Delikte. Kritiker stießen sich am umfangreichen Deliktkatalog, in den parlamentarischen Verhandlungen wurde nun noch einiges abgeschwächt. Als verfassungsgefährdender Angriff gelten können unter anderem terroristische Straftaten, der Zusammenschluss, die Ausbildung und die Anleitung dafür; auch das Anführen von "Landfriedensbruch", Verhetzung, die zu Gewalt und Hass aufstachelt, oder die Bildung bewaffneter Verbindungen ist, wenn "ideologisch oder religiös motiviert", ein Fall für das PStSG. Landesverrat, Preisgabe von Staatsgeheimnissen oder ein Angriff auf oberste Organe auch mittels Computer-Hacks sind ebenfalls entsprechende Delikte, sofern sie auf Terrorismus abzielen. Nicht mehr enthalten sind gegenüber ersten Plänen die "Herabwürdigung des Staates und seiner Symbole", die "Vorbereitung eines Hochverrats" sowie Aufforderung zu bzw. Gutheißung von mit Strafe bedrohten Handlungen.
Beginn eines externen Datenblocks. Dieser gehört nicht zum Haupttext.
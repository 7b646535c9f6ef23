use garde::Validate;

use crate::db::store::{JobStore, StoreError};
use crate::models::job::{NewPostJob, PostJob};
use crate::models::post::SubmitPostRequest;
use crate::services::queue::{JobDispatcher, QueueError};

#[derive(Debug, thiserror::Error)]
pub enum SubmitError {
    #[error("Invalid submission: {0}")]
    Invalid(String),

    #[error("Could not record job: {0}")]
    Store(#[from] StoreError),

    #[error("Could not queue job: {0}")]
    Queue(#[from] QueueError),
}

/// Validate a submission, record the job and hand it to the worker pool.
///
/// Nothing is written unless validation passes. If the queue refuses the job,
/// the freshly created row is marked failed so it never lingers as queued.
pub async fn submit_post(
    jobs: &dyn JobStore,
    dispatcher: &dyn JobDispatcher,
    request: SubmitPostRequest,
) -> Result<PostJob, SubmitError> {
    request
        .validate()
        .map_err(|report| SubmitError::Invalid(report.to_string()))?;

    let new_job = NewPostJob {
        concept: request.concept,
        platform: request.platform,
        style: request.style.trim().to_string(),
        voice: request.voice.trim().to_string(),
        source_refs: request.source_refs,
        reference_image_key: request.reference_image_key,
    };

    let job = jobs.create_job(&new_job).await?;

    if let Err(e) = dispatcher.dispatch(job.id).await {
        tracing::error!(job_id = %job.id, error = %e, "Failed to queue post job");
        if let Err(store_err) = jobs
            .fail_job(job.id, &[], &format!("could not be queued: {e}"))
            .await
        {
            tracing::error!(job_id = %job.id, error = %store_err, "Failed to mark unqueued job as failed");
        }
        return Err(e.into());
    }

    metrics::counter!("post_jobs_submitted_total").increment(1);
    tracing::info!(job_id = %job.id, platform = %job.platform, "Post job queued");

    Ok(job)
}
Ermittlungsmethoden. Für Debatten sorgte im Vorfeld die Möglichkeit, sogenannte Vertrauenspersonen ("V-Personen") von außerhalb des Behörden-Apparats, also sogenannte V-Leute, anzuwerben. Auch hier wurde noch abgeschwächt: Für sie wird es keine gefälschten Urkunden geben, Ausspähungsmaßnahmen ("Verletzung des Hausrechts") sind ihnen nicht erlaubt.

Telekom-Technologien werden ausgiebig genutzt: Verbindungsdaten, unter gewissen Umständen auch über Stammdaten, IP-Adressen oder Standortdaten. Die Speicherung der Ermittlungsdaten ist für fünf Jahre erlaubt (jene von Kontakt- und Begleitpersonen für drei Jahre), personenbezogene Daten sind aber zu löschen, wenn davon auszugehen ist, dass sie nichts mehr zur Ermittlung beitragen. Umgekehrt ist es erlaubt, dass solche Daten bis zu sechs Jahre aufgehoben werden, wenn von den Betroffenen erneut Gefahr erwartet werden kann.
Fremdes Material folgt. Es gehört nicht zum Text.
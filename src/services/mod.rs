pub mod ai;
pub mod extract;
pub mod generators;
pub mod image_codec;
pub mod mock;
pub mod prompts;
pub mod queue;
pub mod storage;
pub mod submission;
pub mod carousel;
pub mod job;
pub mod post;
Rechtsschutz. Von Kritikern als zahnlos gescholten wird der Rechtsschutz durch den schon bisher im Innenministerium angesiedelten Rechtsschutzbeauftragten und seine beiden Stellvertreter, die - beschränkt auf Fälle verdeckter Ermittlung und bei Verkehrsdatenauskunft - in einem Rechtsschutzsenat zusammengefasst werden soll. Die allerorten verlangte richterliche Kontrolle gibt es nicht, wenn auch vorgesehen ist, dass im Bund der drei zumindest ein langjähriger Richter oder Staatsanwalt sein muss. Der Rechtsschutzbeauftragte muss jeweils im Voraus um Genehmigung ersucht werden, wenn es etwa um Maßnahmen innerhalb der "Erweiterten Gefahrenerforschung" geht. Die Analysedatenbank des Staatsschutzes wird durch ihn kontrolliert.

Betroffene werden vom Rechtsschutzbeauftragten über die gegen sie gesetzten Maßnahmen informiert, wobei eine Aufschiebung unter bestimmten Voraussetzungen möglich ist. Der Rechtsschutzbeauftragte erstellt einen jährlichen Bericht, der ans Parlament geht. Auch er selbst kann sich an den zuständigen Unterausschuss im Nationalrat wenden, der wiederum jederzeit Auskunft vom Beauftragten einfordern kann.

Neu gegenüber der Regierungsvorlage ist, dass auch für den Geltungsbereich des Staatsschutzgesetzes der Schutz von Berufsgeheimnissen von Anwälten oder Journalisten gilt - analog zu den Bestimmungen in der Strafprozessordnung.